Sopko stated during the April 2013 hearing that his office received the unredacted assessments, but indicated that he was unable to release the reports to Congress because they were stamped SBU. In the face of a bipartisan request from Committee Members, USAID’s Acting IG Michael Carroll promised to promptly provide the Committee with unredacted copies.

In response to questions posed by POGO last summer, USAID acknowledged the SBU stamp and explained that it stems from the special agreement between USAID and the Afghan government. USAID further informed POGO that, following the hearing, it provided redacted assessments to the Committee—despite being directed to provide original, unredacted copies.

USAID claims that the redactions, prepared specifically so that hard copies could be released to Members of Congress, excluded both personal identifying information and information that could damage the Afghanistan government (for example, information about critical structural weaknesses that could empower insurgents to attack Afghan computer systems). USAID further claimed that the redactions did not exclude embarrassing information. POGO learned from congressional sources that Members of Congress were invited to view the unredacted assessments, which a USAID spokesperson recently confirmed to USA Today. However, there are still questions about whether the redactions were necessary and whether they included embarrassing information.
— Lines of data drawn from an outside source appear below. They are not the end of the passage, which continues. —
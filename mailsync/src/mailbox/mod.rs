//! # Mailbox
//!
//! Module dedicated to the remote side of a sync. The
//! [`MailboxSession`] trait abstracts the few operations the engine
//! needs from a remote folder, and the [`MailboxSessionBuilder`]
//! knows how to open new sessions.
//!
//! Sessions are not shareable: each thread of a pool owns its own
//! [`MailboxWorker`] through a [`MailboxWorkerContext`].

use std::fmt;

use async_trait::async_trait;
use chrono::{DateTime, FixedOffset};
use futures::lock::{Mutex, MutexGuard};
use tracing::{debug, trace, warn};

use crate::{
    message::MessageIdentifier,
    thread_pool::{ThreadPoolContext, ThreadPoolContextBuilder},
    AnyResult,
};

/// The unique identifier of a message inside a folder selection.
pub type Uid = u32;

/// The generation of a folder selection.
///
/// A [`Uid`] is only meaningful inside the generation it was issued
/// for. For IMAP, this is the `UIDVALIDITY` of the folder.
pub type Generation = u32;

/// The remote message reference.
#[derive(Clone, Copy, Debug, Eq, PartialEq, Hash, Ord, PartialOrd)]
pub struct RemoteReference {
    pub uid: Uid,
    pub generation: Generation,
}

impl RemoteReference {
    pub fn new(uid: Uid, generation: Generation) -> Self {
        Self { uid, generation }
    }
}

impl fmt::Display for RemoteReference {
    fn fmt(&self, f: &mut fmt::Formatter<'_>) -> fmt::Result {
        write!(f, "{}:{}", self.generation, self.uid)
    }
}

/// The mailbox session.
///
/// A session is connected and authenticated. Operations other than
/// [`MailboxSession::select`] and [`MailboxSession::close`] apply to
/// the last selected folder.
#[async_trait]
pub trait MailboxSession: Send {
    /// Select the given folder and return its generation.
    async fn select(&mut self, folder: &str, read_only: bool) -> AnyResult<Generation>;

    /// Search the identifiers of all messages of the folder.
    async fn search_all(&mut self) -> AnyResult<Vec<Uid>>;

    /// Fetch the raw identifier header line of the given messages,
    /// without marking them as seen.
    ///
    /// Messages unknown by the server are omitted from the output.
    async fn fetch_identifier_headers(&mut self, uids: &[Uid]) -> AnyResult<Vec<(Uid, Vec<u8>)>>;

    /// Fetch the full raw content of the given message.
    async fn fetch_message(&mut self, uid: Uid) -> AnyResult<Option<Vec<u8>>>;

    /// Search messages whose identifier header matches the given
    /// identifier.
    async fn search_identifier(&mut self, id: &MessageIdentifier) -> AnyResult<Vec<Uid>>;

    /// Append the given raw message to the given folder, flagged as
    /// seen. Without date, the server assigns the internal date.
    async fn append(
        &mut self,
        folder: &str,
        raw: &[u8],
        date: Option<DateTime<FixedOffset>>,
    ) -> AnyResult<()>;

    /// Log out and release the connection.
    async fn close(&mut self) -> AnyResult<()>;
}

/// The mailbox session builder.
#[async_trait]
pub trait MailboxSessionBuilder: Clone + Send + Sync {
    type Session: MailboxSession + 'static;

    /// Open a new connected and authenticated session.
    async fn connect(&self) -> AnyResult<Self::Session>;
}

/// The mailbox worker.
///
/// Owns one session, selected on one folder. The session can be
/// reset after a failure, in which case it is reestablished on next
/// use.
pub struct MailboxWorker<B: MailboxSessionBuilder> {
    builder: B,
    folder: String,
    read_only: bool,
    session: Option<B::Session>,
    generation: Generation,
}

impl<B: MailboxSessionBuilder> MailboxWorker<B> {
    /// Open a new session and select the given folder.
    pub async fn open(builder: B, folder: impl ToString, read_only: bool) -> AnyResult<Self> {
        let mut worker = Self {
            builder,
            folder: folder.to_string(),
            read_only,
            session: None,
            generation: 0,
        };

        worker.session().await?;
        Ok(worker)
    }

    pub fn folder(&self) -> &str {
        &self.folder
    }

    /// The generation of the current selection.
    pub fn generation(&self) -> Generation {
        self.generation
    }

    /// Get the session, reestablishing it if it was reset.
    pub async fn session(&mut self) -> AnyResult<&mut B::Session> {
        let session = match self.session.take() {
            Some(session) => session,
            None => {
                debug!(folder = %self.folder, read_only = self.read_only, "opening session");
                let mut session = self.builder.connect().await?;

                match session.select(&self.folder, self.read_only).await {
                    Ok(generation) => {
                        trace!(folder = %self.folder, generation, "selected folder");
                        self.generation = generation;
                        session
                    }
                    Err(err) => {
                        if let Err(err) = session.close().await {
                            debug!("cannot close session: {err}");
                        }
                        return Err(err);
                    }
                }
            }
        };

        Ok(self.session.insert(session))
    }

    /// Close the current session so that the next call to
    /// [`MailboxWorker::session`] opens a new one.
    pub async fn reset(&mut self) {
        if let Some(mut session) = self.session.take() {
            debug!(folder = %self.folder, "resetting session");

            if let Err(err) = session.close().await {
                debug!("cannot close session: {err}");
                trace!("{err:?}");
            }
        }
    }

    /// Close the session for good.
    pub async fn close(&mut self) {
        if let Some(mut session) = self.session.take() {
            if let Err(err) = session.close().await {
                warn!(folder = %self.folder, "cannot close session: {err}");
                trace!("{err:?}");
            }
        }
    }
}

/// The mailbox worker context.
///
/// Thread pool context owning one [`MailboxWorker`]. Since a pool
/// thread executes one task at a time, the inner lock is never
/// contended.
pub struct MailboxWorkerContext<B: MailboxSessionBuilder> {
    worker: Mutex<MailboxWorker<B>>,
}

impl<B: MailboxSessionBuilder> MailboxWorkerContext<B> {
    pub async fn lock(&self) -> MutexGuard<'_, MailboxWorker<B>> {
        self.worker.lock().await
    }
}

#[async_trait]
impl<B: MailboxSessionBuilder> ThreadPoolContext for MailboxWorkerContext<B> {
    async fn close(&self) {
        self.worker.lock().await.close().await
    }
}

/// The mailbox worker context builder.
#[derive(Clone)]
pub struct MailboxWorkerContextBuilder<B: MailboxSessionBuilder> {
    builder: B,
    folder: String,
    read_only: bool,
}

impl<B: MailboxSessionBuilder> MailboxWorkerContextBuilder<B> {
    pub fn new(builder: B, folder: impl ToString, read_only: bool) -> Self {
        Self {
            builder,
            folder: folder.to_string(),
            read_only,
        }
    }
}

#[async_trait]
impl<B: MailboxSessionBuilder> ThreadPoolContextBuilder for MailboxWorkerContextBuilder<B> {
    type Context = MailboxWorkerContext<B>;

    async fn build(self) -> AnyResult<Self::Context> {
        let worker = MailboxWorker::open(self.builder, self.folder, self.read_only).await?;

        Ok(MailboxWorkerContext {
            worker: Mutex::new(worker),
        })
    }
}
POGO received two redacted copies of the same Afghan Ministry of Rural Rehabilitation and Development (MRRD) pre-award assessment conducted by KPMG. One copy was released by SIGAR following a public request. That copy has minimal redactions. The second copy, released by USAID, included multiple redactions. USAID removed all information about the Afghanistan’s government’s lack of a system for “screening…beneficiaries for their possible links with terrorist organizations before signing contracts or providing funds to the suppliers.” While this finding might be embarrassing to USAID, it doesn’t justify being concealed from Congress or the public. SIGAR and Congress have been vehement about preventing money from going to those with terrorist ties.

USAID should stop stonewalling and give SIGAR, Congress, and the public comprehensive information about its Afghan spending and failures. During last week’s hearing (1:24:09 – 1:29:34), the issue of coming clean to Congress came up. Sopko asked the Committee Members if they had received unredacted copies of the Stage 2 Assessments, which he claimed were very “damming” and “important” to everyone working to ensure there was no loss of direct assistance money in Afghanistan. The answer from the Members was unclear, but Chairman Jason Chaffetz (R-UT) responded that he was concerned that the Committee has to pry information from USAID, which he stated wasn’t being forthright.

Aimee Thomson, a legal intern in 2013, contributed to this article.